▶ Exercise directions
Please reproduce the entries in full. Keep every character the same.

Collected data
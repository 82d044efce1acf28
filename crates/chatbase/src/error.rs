// Copyright (c) 2025 Geoffrey Huntley <ghuntley@ghuntley.com>. All rights reserved.
// SPDX-License-Identifier: Proprietary

//! Error types for the Chatbase SDK.

use chatbase_core::RecordError;
use thiserror::Error;

/// Chatbase SDK errors.
#[derive(Debug, Error)]
pub enum ChatbaseError {
	/// A record failed validation before anything was sent.
	#[error(transparent)]
	Validation(#[from] RecordError),

	/// The API did not recognise the API key.
	#[error("invalid API key")]
	InvalidCredential,

	/// The API rejected the request.
	#[error("request rejected: {reason}")]
	RemoteRejected { reason: String },

	/// The API answered with a status the client does not know how to handle.
	#[error("unknown response (status {status})")]
	RemoteUnknown { status: u16 },

	/// A successful response lacked the field the client needed.
	#[error("malformed response: {0}")]
	MalformedResponse(String),

	/// HTTP request failed.
	#[error("HTTP request failed: {0}")]
	RequestFailed(#[from] reqwest::Error),

	/// Serialization error.
	#[error("serialization error: {0}")]
	SerializationError(#[from] serde_json::Error),

	/// Client has been closed.
	#[error("client has been shut down")]
	ClientShutdown,

	/// No API key was configured.
	#[error("API key is required")]
	MissingApiKey,

	/// No platform was configured.
	#[error("platform is required")]
	MissingPlatform,

	/// Configuration is inconsistent.
	#[error("invalid configuration: {0}")]
	InvalidConfig(String),

	/// The message pool is at its size limit and rejects new messages.
	#[error("message pool is full")]
	PoolFull,

	/// A fire-and-forget task was aborted before it finished.
	#[error("background task was cancelled")]
	TaskCancelled,

	/// A fire-and-forget task panicked.
	#[error("background task panicked: {0}")]
	TaskPanicked(String),
}

impl ChatbaseError {
	/// Returns true for errors caused by invalid caller-supplied data.
	pub fn is_validation(&self) -> bool {
		matches!(self, ChatbaseError::Validation(_))
	}
}

/// Result type alias for Chatbase operations.
pub type Result<T> = std::result::Result<T, ChatbaseError>;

▶ Exercise response
repository 82d044efce1acf28
filename crates/chatbase/src/error.rs
// Copyright (c) 2025 Geoffrey Huntley <ghuntley@ghuntley.com>. All rights reserved.
// SPDX-License-Identifier: Proprietary

//! Error types for the Chatbase SDK.

use chatbase_core::RecordError;
use thiserror::Error;

/// Chatbase SDK errors.
#[derive(Debug, Error)]
pub enum ChatbaseError {
	/// A record failed validation before anything was sent.
	#[error(transparent)]
	Validation(#[from] RecordError),

	/// The API did not recognise the API key.
	#[error("invalid API key")]
	InvalidCredential,

	/// The API rejected the request.
	#[error("request rejected: {reason}")]
	RemoteRejected { reason: String },

	/// The API answered with a status the client does not know how to handle.
	#[error("unknown response (status {status})")]
	RemoteUnknown { status: u16 },

	/// A successful response lacked the field the client needed.
	#[error("malformed response: {0}")]
	MalformedResponse(String),

	/// HTTP request failed.
	#[error("HTTP request failed: {0}")]
	RequestFailed(#[from] reqwest::Error),

	/// Serialization error.
	#[error("serialization error: {0}")]
	SerializationError(#[from] serde_json::Error),

	/// Client has been closed.
	#[error("client has been shut down")]
	ClientShutdown,

	/// No API key was configured.
	#[error("API key is required")]
	MissingApiKey,

	/// No platform was configured.
	#[error("platform is required")]
	MissingPlatform,

	/// Configuration is inconsistent.
	#[error("invalid configuration: {0}")]
	InvalidConfig(String),

	/// The message pool is at its size limit and rejects new messages.
	#[error("message pool is full")]
	PoolFull,

	/// A fire-and-forget task was aborted before it finished.
	#[error("background task was cancelled")]
	TaskCancelled,

	/// A fire-and-forget task panicked.
	#[error("background task panicked: {0}")]
	TaskPanicked(String),
}

impl ChatbaseError {
	/// Returns true for errors caused by invalid caller-supplied data.
	pub fn is_validation(&self) -> bool {
		matches!(self, ChatbaseError::Validation(_))
	}
}

/// Result type alias for Chatbase operations.
pub type Result<T> = std::result::Result<T, ChatbaseError>;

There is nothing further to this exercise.